» What is expected: Gather every line of the entries that includes the word "amount".

Recorded data:
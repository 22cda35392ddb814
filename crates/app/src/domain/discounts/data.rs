//! Discount Data

use jiff::civil::Date;
use mival::discounts::DiscountKind;
use rust_decimal::Decimal;

/// New Discount Code Data
#[derive(Debug, Clone, PartialEq, Eq)]
pub struct NewDiscountCode {
    pub code: String,
    pub value: Decimal,
    pub kind: DiscountKind,
    pub starts_on: Date,
    pub ends_on: Date,
    pub is_active: bool,
    pub is_accumulable: bool,
}
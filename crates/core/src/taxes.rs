//! Tax rates

use std::{fmt, str::FromStr};

use rust_decimal::Decimal;
use serde::{Deserialize, Serialize};
use thiserror::Error;

/// Most decimal places a rate may carry; orders store rates as `NUMERIC(6, 5)`.
pub const MAX_TAX_RATE_SCALE: u32 = 5;

/// Rate used when the store has no configured VAT rate.
pub const DEFAULT_FALLBACK_TAX_RATE: TaxRate = TaxRate::ZERO;

/// Errors raised when building a [`TaxRate`].
#[derive(Debug, Error, Clone, PartialEq, Eq)]
pub enum TaxRateError {
    /// Rates are fractions in `[0, 1)`.
    #[error("tax rate {0} is outside [0, 1)")]
    OutOfRange(Decimal),

    /// Rates carry at most [`MAX_TAX_RATE_SCALE`] decimal places.
    #[error("tax rate {0} has more than {MAX_TAX_RATE_SCALE} decimal places")]
    TooPrecise(Decimal),

    /// The input could not be parsed as a decimal.
    #[error("invalid tax rate `{0}`")]
    Unparseable(String),
}

/// A fractional tax rate, e.g. `0.19` for 19%.
#[derive(Debug, Clone, Copy, PartialEq, Eq, PartialOrd, Ord, Hash, Serialize, Deserialize)]
#[serde(try_from = "Decimal", into = "Decimal")]
pub struct TaxRate(Decimal);

impl TaxRate {
    /// No tax.
    pub const ZERO: Self = Self(Decimal::ZERO);

    /// Creates a rate from a fraction.
    ///
    /// # Errors
    ///
    /// Returns [`TaxRateError::OutOfRange`] unless `0 <= rate < 1`, and
    /// [`TaxRateError::TooPrecise`] when the rate would be rounded on storage.
    pub fn new(rate: Decimal) -> Result<Self, TaxRateError> {
        if rate.is_sign_negative() || rate >= Decimal::ONE {
            return Err(TaxRateError::OutOfRange(rate));
        }

        if rate.normalize().scale() > MAX_TAX_RATE_SCALE {
            return Err(TaxRateError::TooPrecise(rate));
        }

        Ok(Self(rate))
    }

    /// Creates a rate from a percentage, e.g. `19` for 19%.
    ///
    /// # Errors
    ///
    /// Returns [`TaxRateError::OutOfRange`] unless `0 <= percent < 100`.
    pub fn from_percent(percent: Decimal) -> Result<Self, TaxRateError> {
        Self::new(percent / Decimal::ONE_HUNDRED)
    }

    /// The rate as a fraction.
    pub fn value(self) -> Decimal {
        self.0
    }

    /// `1 + rate`.
    pub fn multiplier(self) -> Decimal {
        Decimal::ONE + self.0
    }
}

impl Default for TaxRate {
    fn default() -> Self {
        DEFAULT_FALLBACK_TAX_RATE
    }
}

impl TryFrom<Decimal> for TaxRate {
    type Error = TaxRateError;

    fn try_from(value: Decimal) -> Result<Self, Self::Error> {
        Self::new(value)
    }
}

impl From<TaxRate> for Decimal {
    fn from(rate: TaxRate) -> Self {
        rate.0
    }
}

impl FromStr for TaxRate {
    type Err = TaxRateError;

    fn from_str(s: &str) -> Result<Self, Self::Err> {
        let rate = Decimal::from_str(s.trim())
            .map_err(|_err| TaxRateError::Unparseable(s.to_string()))?;

        Self::new(rate)
    }
}

impl fmt::Display for TaxRate {
    fn fmt(&self, f: &mut fmt::Formatter<'_>) -> fmt::Result {
        write!(f, "{}", self.0)
    }
}
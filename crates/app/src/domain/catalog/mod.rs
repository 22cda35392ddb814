//! Catalog

pub mod data;
pub mod errors;
pub(crate) mod records;
pub(crate) mod repository;
pub mod service;

pub use errors::CatalogServiceError;
pub use service::*;
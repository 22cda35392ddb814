//! Checkout
//!
//! Converts an active cart into a paid order. Everything except the payment
//! capture happens in one database transaction; see [`PgOrderFinalizer`].

pub mod data;
pub mod errors;
pub mod finalizer;

pub use data::{CheckoutSettings, CheckoutStage, FinalizeOrder};
pub use errors::{CheckoutError, CheckoutFailure, ErrorCategory};
pub use finalizer::*;
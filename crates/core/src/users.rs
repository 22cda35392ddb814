//! Users

use serde::{Deserialize, Serialize};

use crate::ids::TypedUuid;

/// User UUID
pub type UserUuid = TypedUuid<User>;

/// A storefront customer, as exposed by the user directory.
#[derive(Debug, Clone, PartialEq, Eq, Serialize, Deserialize)]
pub struct User {
    /// User identifier.
    pub id: UserUuid,
    /// Name shown in the store.
    pub display_name: String,
    /// Contact address.
    pub email: String,
}
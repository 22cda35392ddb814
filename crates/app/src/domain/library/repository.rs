//! Library Repository

use jiff::Timestamp;
use jiff_sqlx::Timestamp as SqlxTimestamp;
use mival::{
    catalog::CatalogItemUuid,
    library::{LibraryEntry, OwnedGame},
    orders::OrderId,
    users::UserUuid,
};
use sqlx::{Postgres, Transaction, query, query_as, query_scalar};
use uuid::Uuid;

use crate::domain::library::records::OwnedGameRecord;

const CREATE_ENTRIES_SQL: &str = include_str!("sql/create_entries.sql");
const CREATE_ENTRY_SQL: &str = include_str!("sql/create_entry.sql");
const LIST_GAMES_SQL: &str = include_str!("sql/list_games.sql");
const OWNS_GAME_SQL: &str = include_str!("sql/owns_game.sql");

#[derive(Debug, Clone, Default)]
pub(crate) struct PgLibraryRepository;

impl PgLibraryRepository {
    #[must_use]
    pub(crate) fn new() -> Self {
        Self
    }

    /// Appends the entries granted by one order in a single statement.
    pub(crate) async fn create_order_entries(
        &self,
        tx: &mut Transaction<'_, Postgres>,
        user: UserUuid,
        order: &OrderId,
        purchased_at: Timestamp,
        entries: &[LibraryEntry],
    ) -> Result<u64, sqlx::Error> {
        let uuids: Vec<Uuid> = entries.iter().map(|_| Uuid::now_v7()).collect();
        let items: Vec<Uuid> = entries.iter().map(|entry| entry.item_id.into_uuid()).collect();

        let rows_affected = query(CREATE_ENTRIES_SQL)
            .bind(user.into_uuid())
            .bind(order.as_str())
            .bind(SqlxTimestamp::from(purchased_at))
            .bind(uuids)
            .bind(items)
            .execute(&mut **tx)
            .await?
            .rows_affected();

        Ok(rows_affected)
    }

    pub(crate) async fn create_entry(
        &self,
        tx: &mut Transaction<'_, Postgres>,
        user: UserUuid,
        item: CatalogItemUuid,
        purchased_at: Timestamp,
        activation_key: &str,
    ) -> Result<(), sqlx::Error> {
        query(CREATE_ENTRY_SQL)
            .bind(Uuid::now_v7())
            .bind(user.into_uuid())
            .bind(item.into_uuid())
            .bind(SqlxTimestamp::from(purchased_at))
            .bind(activation_key)
            .execute(&mut **tx)
            .await?;

        Ok(())
    }

    pub(crate) async fn list_games(
        &self,
        tx: &mut Transaction<'_, Postgres>,
        user: UserUuid,
    ) -> Result<Vec<OwnedGame>, sqlx::Error> {
        let records = query_as::<Postgres, OwnedGameRecord>(LIST_GAMES_SQL)
            .bind(user.into_uuid())
            .fetch_all(&mut **tx)
            .await?;

        Ok(records.into_iter().map(|OwnedGameRecord(game)| game).collect())
    }

    pub(crate) async fn owns_game(
        &self,
        tx: &mut Transaction<'_, Postgres>,
        user: UserUuid,
        item: CatalogItemUuid,
    ) -> Result<bool, sqlx::Error> {
        query_scalar::<Postgres, bool>(OWNS_GAME_SQL)
            .bind(user.into_uuid())
            .bind(item.into_uuid())
            .fetch_one(&mut **tx)
            .await
    }
}
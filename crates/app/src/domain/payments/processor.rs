//! Payment processor.
//!
//! Charges are captured in the `payment_transactions` ledger in their own
//! transaction, independent of any checkout transaction, because a capture
//! cannot be undone by a rollback. The idempotency key is the ledger's unique
//! key: a retried request finds the earlier receipt instead of capturing again.

use async_trait::async_trait;
use jiff::Timestamp;
use mival::payments::{Chargeable, PaymentReceipt, PaymentTransactionUuid};
use mockall::automock;
use tracing::{Span, info};

use crate::{
    database::Db,
    domain::payments::{
        data::ChargeRequest, errors::PaymentError, repositories::PgPaymentTransactionsRepository,
    },
};

#[derive(Debug, Clone)]
pub struct PgPaymentProcessor {
    db: Db,
    transactions: PgPaymentTransactionsRepository,
}

impl PgPaymentProcessor {
    #[must_use]
    pub fn new(db: Db) -> Self {
        Self {
            db,
            transactions: PgPaymentTransactionsRepository::new(),
        }
    }
}

fn ensure_same_charge(
    request: &ChargeRequest,
    receipt: PaymentReceipt,
) -> Result<PaymentReceipt, PaymentError> {
    if receipt.instrument_id != request.instrument.id() || receipt.amount != request.amount {
        return Err(PaymentError::IdempotencyConflict(
            request.idempotency_key.clone(),
        ));
    }

    Ok(receipt)
}

#[async_trait]
impl PaymentProcessor for PgPaymentProcessor {
    #[tracing::instrument(
        name = "payments.processor.charge",
        skip(self, request),
        fields(
            payment_instrument_uuid = %request.instrument.id(),
            amount = %request.amount,
            idempotency_key = %request.idempotency_key,
            replayed = tracing::field::Empty
        ),
        err
    )]
    async fn charge(&self, request: ChargeRequest) -> Result<PaymentReceipt, PaymentError> {
        let span = Span::current();
        let mut tx = self.db.begin_transaction().await?;

        if let Some(existing) = self
            .transactions
            .get_transaction_by_key(&mut tx, &request.idempotency_key)
            .await?
        {
            tx.commit().await?;

            span.record("replayed", true);

            return ensure_same_charge(&request, existing);
        }

        request.instrument.authorize(request.amount)?;

        let receipt = PaymentReceipt {
            transaction_id: PaymentTransactionUuid::new(),
            instrument_id: request.instrument.id(),
            amount: request.amount,
            processed_at: Timestamp::now(),
            idempotency_key: request.idempotency_key.clone(),
        };

        let receipt = match self.transactions.create_transaction(&mut tx, &receipt).await? {
            Some(created) => created,
            None => {
                // A concurrent request with the same key won the insert.
                let existing = self
                    .transactions
                    .get_transaction_by_key(&mut tx, &request.idempotency_key)
                    .await?
                    .ok_or(sqlx::Error::RowNotFound)?;

                span.record("replayed", true);

                ensure_same_charge(&request, existing)?
            }
        };

        tx.commit().await?;

        info!(transaction_uuid = %receipt.transaction_id, "captured payment");

        Ok(receipt)
    }
}

#[automock]
#[async_trait]
pub trait PaymentProcessor: Send + Sync {
    /// Captures the requested amount, or returns the receipt of an earlier
    /// capture made with the same idempotency key.
    async fn charge(&self, request: ChargeRequest) -> Result<PaymentReceipt, PaymentError>;
}
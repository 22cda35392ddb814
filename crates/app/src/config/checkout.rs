//! Checkout Config

use std::time::Duration;

use clap::Args;
use mival::taxes::TaxRate;

use crate::domain::checkout::CheckoutSettings;

/// Checkout settings.
#[derive(Debug, Clone, Args)]
pub struct CheckoutConfig {
    /// VAT rate used when the store has none configured, as a fraction in [0, 1)
    #[arg(long, env = "FALLBACK_TAX_RATE", default_value = "0")]
    pub fallback_tax_rate: TaxRate,

    /// Hard limit on a single payment capture, in milliseconds
    #[arg(long, env = "PAYMENT_TIMEOUT_MS", default_value_t = 10_000)]
    pub payment_timeout_ms: u64,
}

impl CheckoutConfig {
    #[must_use]
    pub fn settings(&self) -> CheckoutSettings {
        CheckoutSettings {
            fallback_tax_rate: self.fallback_tax_rate,
            payment_timeout: Duration::from_millis(self.payment_timeout_ms),
        }
    }
}
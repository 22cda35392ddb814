//! Cart Items Repository

use mival::{
    carts::{CartLine, CartUuid},
    catalog::CatalogItemUuid,
};
use sqlx::{Postgres, Transaction, query, query_as};

use crate::domain::carts::records::CartLineRecord;

const GET_CART_LINES_SQL: &str = include_str!("../sql/get_cart_lines.sql");
const UPSERT_CART_LINE_SQL: &str = include_str!("../sql/upsert_cart_line.sql");
const DELETE_CART_LINE_SQL: &str = include_str!("../sql/delete_cart_line.sql");

#[derive(Debug, Clone, Default)]
pub(crate) struct PgCartItemsRepository;

impl PgCartItemsRepository {
    #[must_use]
    pub(crate) fn new() -> Self {
        Self
    }

    /// Lines of a cart, each carrying the current catalog row.
    pub(crate) async fn get_cart_lines(
        &self,
        tx: &mut Transaction<'_, Postgres>,
        cart: CartUuid,
    ) -> Result<Vec<CartLine>, sqlx::Error> {
        let records = query_as::<Postgres, CartLineRecord>(GET_CART_LINES_SQL)
            .bind(cart.into_uuid())
            .fetch_all(&mut **tx)
            .await?;

        Ok(records.into_iter().map(|CartLineRecord(line)| line).collect())
    }

    pub(crate) async fn upsert_cart_line(
        &self,
        tx: &mut Transaction<'_, Postgres>,
        cart: CartUuid,
        line: &CartLine,
    ) -> Result<(), sqlx::Error> {
        let quantity = i32::try_from(line.quantity).map_err(|e| sqlx::Error::Encode(Box::new(e)))?;

        query(UPSERT_CART_LINE_SQL)
            .bind(cart.into_uuid())
            .bind(line.item.id.into_uuid())
            .bind(quantity)
            .bind(line.subtotal())
            .execute(&mut **tx)
            .await?;

        Ok(())
    }

    pub(crate) async fn delete_cart_line(
        &self,
        tx: &mut Transaction<'_, Postgres>,
        cart: CartUuid,
        item: CatalogItemUuid,
    ) -> Result<u64, sqlx::Error> {
        let rows_affected = query(DELETE_CART_LINE_SQL)
            .bind(cart.into_uuid())
            .bind(item.into_uuid())
            .execute(&mut **tx)
            .await?
            .rows_affected();

        Ok(rows_affected)
    }
}
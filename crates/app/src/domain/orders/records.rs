//! Order Records

use jiff::Timestamp;
use jiff_sqlx::{Date as SqlxDate, Timestamp as SqlxTimestamp};
use mival::{
    carts::CartUuid,
    catalog::CatalogItemUuid,
    orders::{Order, OrderId, OrderLine, OrderParts, OrderStatus, PurchaseRecord},
    payments::{IdempotencyKey, PaymentInstrumentUuid},
    taxes::TaxRate,
    users::UserUuid,
};
use rust_decimal::Decimal;
use sqlx::{FromRow, Row, postgres::PgRow};

fn decode_error(index: &str, error: impl std::error::Error + Send + Sync + 'static) -> sqlx::Error {
    sqlx::Error::ColumnDecode {
        index: index.to_string(),
        source: Box::new(error),
    }
}

/// Order header row.
#[derive(Debug, Clone)]
pub(crate) struct OrderRecord {
    pub(crate) id: OrderId,
    pub(crate) user_uuid: UserUuid,
    pub(crate) cart_uuid: CartUuid,
    pub(crate) payment_instrument_uuid: PaymentInstrumentUuid,
    pub(crate) idempotency_key: IdempotencyKey,
    pub(crate) discount_code: Option<String>,
    pub(crate) discount: Decimal,
    pub(crate) tax_rate: TaxRate,
    pub(crate) status: OrderStatus,
    pub(crate) created_at: Timestamp,
}

impl OrderRecord {
    /// Rebuilds the domain order. Stored rows went through the same
    /// validation on the way in, so a failure here means the row was edited
    /// out of band.
    pub(crate) fn into_order(self, lines: Vec<OrderLine>) -> Result<Order, sqlx::Error> {
        Order::new(OrderParts {
            id: self.id,
            user_id: self.user_uuid,
            created_at: self.created_at,
            payment_instrument_id: self.payment_instrument_uuid,
            discount_code: self.discount_code,
            discount: self.discount,
            tax_rate: self.tax_rate,
            status: self.status,
            lines,
        })
        .map_err(|e| sqlx::Error::Decode(Box::new(e)))
    }
}

impl<'r> FromRow<'r, PgRow> for OrderRecord {
    fn from_row(row: &'r PgRow) -> sqlx::Result<Self> {
        let id = OrderId::parse(row.try_get::<&str, _>("id")?).map_err(|e| decode_error("id", e))?;

        let idempotency_key = IdempotencyKey::new(row.try_get::<String, _>("idempotency_key")?)
            .map_err(|e| decode_error("idempotency_key", e))?;

        let tax_rate = TaxRate::new(row.try_get::<Decimal, _>("tax_rate")?)
            .map_err(|e| decode_error("tax_rate", e))?;

        let status = row
            .try_get::<String, _>("status")?
            .parse::<OrderStatus>()
            .map_err(|e| decode_error("status", e))?;

        Ok(Self {
            id,
            user_uuid: UserUuid::from_uuid(row.try_get("user_uuid")?),
            cart_uuid: CartUuid::from_uuid(row.try_get("cart_uuid")?),
            payment_instrument_uuid: PaymentInstrumentUuid::from_uuid(
                row.try_get("payment_instrument_uuid")?,
            ),
            idempotency_key,
            discount_code: row.try_get("discount_code")?,
            discount: row.try_get("discount")?,
            tax_rate,
            status,
            created_at: row.try_get::<SqlxTimestamp, _>("created_at")?.to_jiff(),
        })
    }
}

#[derive(Debug, Clone)]
pub(crate) struct OrderLineRecord(pub(crate) OrderLine);

impl<'r> FromRow<'r, PgRow> for OrderLineRecord {
    fn from_row(row: &'r PgRow) -> sqlx::Result<Self> {
        let quantity = u32::try_from(row.try_get::<i32, _>("quantity")?)
            .map_err(|e| decode_error("quantity", e))?;

        Ok(Self(OrderLine {
            item_id: CatalogItemUuid::from_uuid(row.try_get("catalog_item_uuid")?),
            title: row.try_get("title")?,
            unit_price: row.try_get("unit_price")?,
            quantity,
        }))
    }
}

#[derive(Debug, Clone)]
pub(crate) struct PurchaseRecordRow(pub(crate) PurchaseRecord);

impl<'r> FromRow<'r, PgRow> for PurchaseRecordRow {
    fn from_row(row: &'r PgRow) -> sqlx::Result<Self> {
        let order_id = OrderId::parse(row.try_get::<&str, _>("order_id")?)
            .map_err(|e| decode_error("order_id", e))?;

        Ok(Self(PurchaseRecord {
            user_id: UserUuid::from_uuid(row.try_get("user_uuid")?),
            order_id,
            purchased_on: row.try_get::<SqlxDate, _>("purchased_on")?.to_jiff(),
            total: row.try_get("total")?,
        }))
    }
}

» Answer section:
    if receipt.instrument_id != request.instrument.id() || receipt.amount != request.amount {
            amount = %request.amount,
        request.instrument.authorize(request.amount)?;
            amount: request.amount,
    /// Captures the requested amount, or returns the receipt of an earlier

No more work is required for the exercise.